*** Block opens ***

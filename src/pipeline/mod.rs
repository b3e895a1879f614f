//! Training pipeline abstractions
//!
//! This module provides:
//! - The episode loop driving a Q-learning agent against an environment
//! - Per-step and per-episode records handed to observers
//! - Observer implementations for progress, metrics and JSONL export

pub mod observers;
pub mod training;

// Re-export observer implementations (adapters)
pub use observers::{JsonlObserver, MetricsObserver, ProgressObserver, TrainingMetrics};
pub use training::{EpisodeSummary, StepRecord, TrainingConfig, TrainingPipeline, TrainingResult};

pub use crate::ports::Observer;
//! Observer implementations for training pipelines
//!
//! Observers allow composable data collection during training without
//! coupling the episode loop to specific output formats.

use std::{
    cell::RefCell,
    fs::File,
    io::{BufWriter, Write},
    path::Path,
    rc::Rc,
};

use indicatif::{ProgressBar, ProgressStyle};
use serde::Serialize;

use crate::{
    Error, Result,
    pipeline::training::{EpisodeSummary, StepRecord},
    ports::Observer,
};

/// Progress bar observer - Shows training progress
pub struct ProgressObserver {
    progress_bar: Option<ProgressBar>,
    terminated: usize,
}

impl ProgressObserver {
    /// Create a new progress observer
    pub fn new() -> Self {
        Self {
            progress_bar: None,
            terminated: 0,
        }
    }
}

impl Default for ProgressObserver {
    fn default() -> Self {
        Self::new()
    }
}

impl Observer for ProgressObserver {
    fn on_training_start(&mut self, total_episodes: usize) -> Result<()> {
        let pb = ProgressBar::new(total_episodes as u64);
        pb.set_style(
            ProgressStyle::default_bar()
                .template("[{elapsed_precise}] {bar:40.cyan/blue} {pos}/{len} episodes ({msg})")
                .map_err(|e| Error::ProgressBarTemplate {
                    message: e.to_string(),
                })?
                .progress_chars("=>-"),
        );
        self.progress_bar = Some(pb);
        Ok(())
    }

    fn on_episode_end(&mut self, summary: &EpisodeSummary) -> Result<()> {
        if summary.terminated {
            self.terminated += 1;
        }
        if let Some(pb) = &self.progress_bar {
            pb.set_position(summary.episode as u64 + 1);
            pb.set_message(format!("goal reached {}", self.terminated));
        }
        Ok(())
    }

    fn on_training_end(&mut self) -> Result<()> {
        if let Some(pb) = &self.progress_bar {
            pb.finish_with_message(format!("goal reached {}", self.terminated));
        }
        Ok(())
    }
}

/// Per-episode metrics collected by [`MetricsObserver`]
#[derive(Debug, Clone, Default, PartialEq, Serialize)]
pub struct TrainingMetrics {
    pub episode_steps: Vec<usize>,
    pub episode_rewards: Vec<f64>,
    pub terminated: Vec<bool>,
    pub explored: usize,
    pub exploited: usize,
    /// Largest absolute change made by a single update
    pub max_abs_delta: f64,
}

impl TrainingMetrics {
    /// Fraction of episodes that reached termination
    pub fn success_rate(&self) -> f64 {
        if self.terminated.is_empty() {
            return 0.0;
        }
        self.terminated.iter().filter(|&&t| t).count() as f64 / self.terminated.len() as f64
    }

    /// Fraction of actions drawn at random
    pub fn exploration_rate(&self) -> f64 {
        let total = self.explored + self.exploited;
        if total == 0 {
            0.0
        } else {
            self.explored as f64 / total as f64
        }
    }

    /// Mean length of the last `window` episodes
    pub fn recent_mean_steps(&self, window: usize) -> f64 {
        let start = self.episode_steps.len().saturating_sub(window);
        let recent = &self.episode_steps[start..];
        if recent.is_empty() {
            0.0
        } else {
            recent.iter().sum::<usize>() as f64 / recent.len() as f64
        }
    }
}

/// Metrics observer - Tracks training metrics
///
/// The pipeline owns the boxed observer, so the metrics live behind a
/// shared handle the caller keeps.
///
/// # Examples
///
/// ```
/// use gridq::adapters::{GridWorld, GridWorldConfig};
/// use gridq::pipeline::{MetricsObserver, TrainingConfig, TrainingPipeline};
///
/// let observer = MetricsObserver::new();
/// let metrics = observer.handle();
/// let mut world = GridWorld::new(GridWorldConfig::new(3, 3))?;
/// TrainingPipeline::new(TrainingConfig::default().with_episodes(5).with_seed(1))
///     .with_observer(Box::new(observer))
///     .run(&mut world)?;
/// assert_eq!(metrics.borrow().episode_steps.len(), 5);
/// # Ok::<(), gridq::Error>(())
/// ```
pub struct MetricsObserver {
    metrics: Rc<RefCell<TrainingMetrics>>,
}

impl MetricsObserver {
    /// Create a new metrics observer
    pub fn new() -> Self {
        Self {
            metrics: Rc::new(RefCell::new(TrainingMetrics::default())),
        }
    }

    /// Shared view of the collected metrics
    pub fn handle(&self) -> Rc<RefCell<TrainingMetrics>> {
        Rc::clone(&self.metrics)
    }
}

impl Default for MetricsObserver {
    fn default() -> Self {
        Self::new()
    }
}

impl Observer for MetricsObserver {
    fn on_training_start(&mut self, total_episodes: usize) -> Result<()> {
        let mut metrics = self.metrics.borrow_mut();
        *metrics = TrainingMetrics::default();
        metrics.episode_steps.reserve(total_episodes);
        metrics.episode_rewards.reserve(total_episodes);
        metrics.terminated.reserve(total_episodes);
        Ok(())
    }

    fn on_step(&mut self, record: &StepRecord) -> Result<()> {
        let mut metrics = self.metrics.borrow_mut();
        let delta = (record.new_value - record.old_value).abs();
        metrics.max_abs_delta = metrics.max_abs_delta.max(delta);
        Ok(())
    }

    fn on_episode_end(&mut self, summary: &EpisodeSummary) -> Result<()> {
        let mut metrics = self.metrics.borrow_mut();
        metrics.episode_steps.push(summary.steps);
        metrics.episode_rewards.push(summary.total_reward);
        metrics.terminated.push(summary.terminated);
        metrics.explored += summary.explored;
        metrics.exploited += summary.exploited;
        Ok(())
    }
}

#[derive(Serialize)]
#[serde(tag = "event", rename_all = "snake_case")]
enum JsonlLine<'a> {
    Step(&'a StepRecord),
    Episode(&'a EpisodeSummary),
}

/// JSONL observer - Writes one JSON object per event
///
/// Episode summaries are always written; per-step records only when
/// enabled with [`with_steps`](JsonlObserver::with_steps).
pub struct JsonlObserver {
    writer: BufWriter<File>,
    include_steps: bool,
}

impl JsonlObserver {
    /// Create a new JSONL observer writing to `path`
    pub fn new<P: AsRef<Path>>(path: P) -> Result<Self> {
        let path = path.as_ref();
        let file = File::create(path).map_err(|source| Error::Io {
            operation: format!("create observation file {}", path.display()),
            source,
        })?;
        Ok(Self {
            writer: BufWriter::new(file),
            include_steps: false,
        })
    }

    /// Also record every value update
    pub fn with_steps(mut self, include_steps: bool) -> Self {
        self.include_steps = include_steps;
        self
    }

    fn write_line(&mut self, line: &JsonlLine<'_>) -> Result<()> {
        serde_json::to_writer(&mut self.writer, line)?;
        self.writer.write_all(b"\n")?;
        Ok(())
    }
}

impl Observer for JsonlObserver {
    fn on_step(&mut self, record: &StepRecord) -> Result<()> {
        if self.include_steps {
            self.write_line(&JsonlLine::Step(record))?;
        }
        Ok(())
    }

    fn on_episode_end(&mut self, summary: &EpisodeSummary) -> Result<()> {
        self.write_line(&JsonlLine::Episode(summary))
    }

    fn on_training_end(&mut self) -> Result<()> {
        self.writer.flush()?;
        Ok(())
    }
}

#[cfg(test)]
mod tests {
    use super::*;

    fn summary(episode: usize, steps: usize, terminated: bool) -> EpisodeSummary {
        EpisodeSummary {
            episode,
            steps,
            total_reward: if terminated { 1.0 } else { 0.0 },
            explored: steps / 2,
            exploited: steps - steps / 2,
            terminated,
        }
    }

    #[test]
    fn metrics_accumulate_episodes() {
        let mut observer = MetricsObserver::new();
        let metrics = observer.handle();
        observer.on_training_start(3).unwrap();
        observer.on_episode_end(&summary(0, 10, false)).unwrap();
        observer.on_episode_end(&summary(1, 4, true)).unwrap();
        observer.on_episode_end(&summary(2, 2, true)).unwrap();

        let metrics = metrics.borrow();
        assert_eq!(metrics.episode_steps, vec![10, 4, 2]);
        assert!((metrics.success_rate() - 2.0 / 3.0).abs() < 1e-12);
        assert_eq!(metrics.explored, 5 + 2 + 1);
        assert_eq!(metrics.recent_mean_steps(2), 3.0);
        assert_eq!(metrics.recent_mean_steps(10), 16.0 / 3.0);
    }

    #[test]
    fn empty_metrics_report_zero() {
        let metrics = TrainingMetrics::default();
        assert_eq!(metrics.success_rate(), 0.0);
        assert_eq!(metrics.exploration_rate(), 0.0);
        assert_eq!(metrics.recent_mean_steps(5), 0.0);
    }

    #[test]
    fn jsonl_writes_episode_lines() {
        let dir = tempfile::tempdir().unwrap();
        let path = dir.path().join("episodes.jsonl");
        let mut observer = JsonlObserver::new(&path).unwrap();
        observer.on_episode_end(&summary(0, 3, true)).unwrap();
        observer.on_episode_end(&summary(1, 5, false)).unwrap();
        observer.on_training_end().unwrap();

        let contents = std::fs::read_to_string(&path).unwrap();
        let lines: Vec<serde_json::Value> = contents
            .lines()
            .map(|line| serde_json::from_str(line).unwrap())
            .collect();
        assert_eq!(lines.len(), 2);
        assert_eq!(lines[0]["event"], "episode");
        assert_eq!(lines[1]["steps"], 5);
        assert_eq!(lines[1]["terminated"], false);
    }
}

*** Block closes ***

# [ASSIGNMENT]
Report back each line of the entries that holds the string "true".

# [YOUR SOLUTION]
        observer.on_episode_end(&summary(1, 4, true)).unwrap();
        observer.on_episode_end(&summary(2, 2, true)).unwrap();
        observer.on_episode_end(&summary(0, 3, true)).unwrap();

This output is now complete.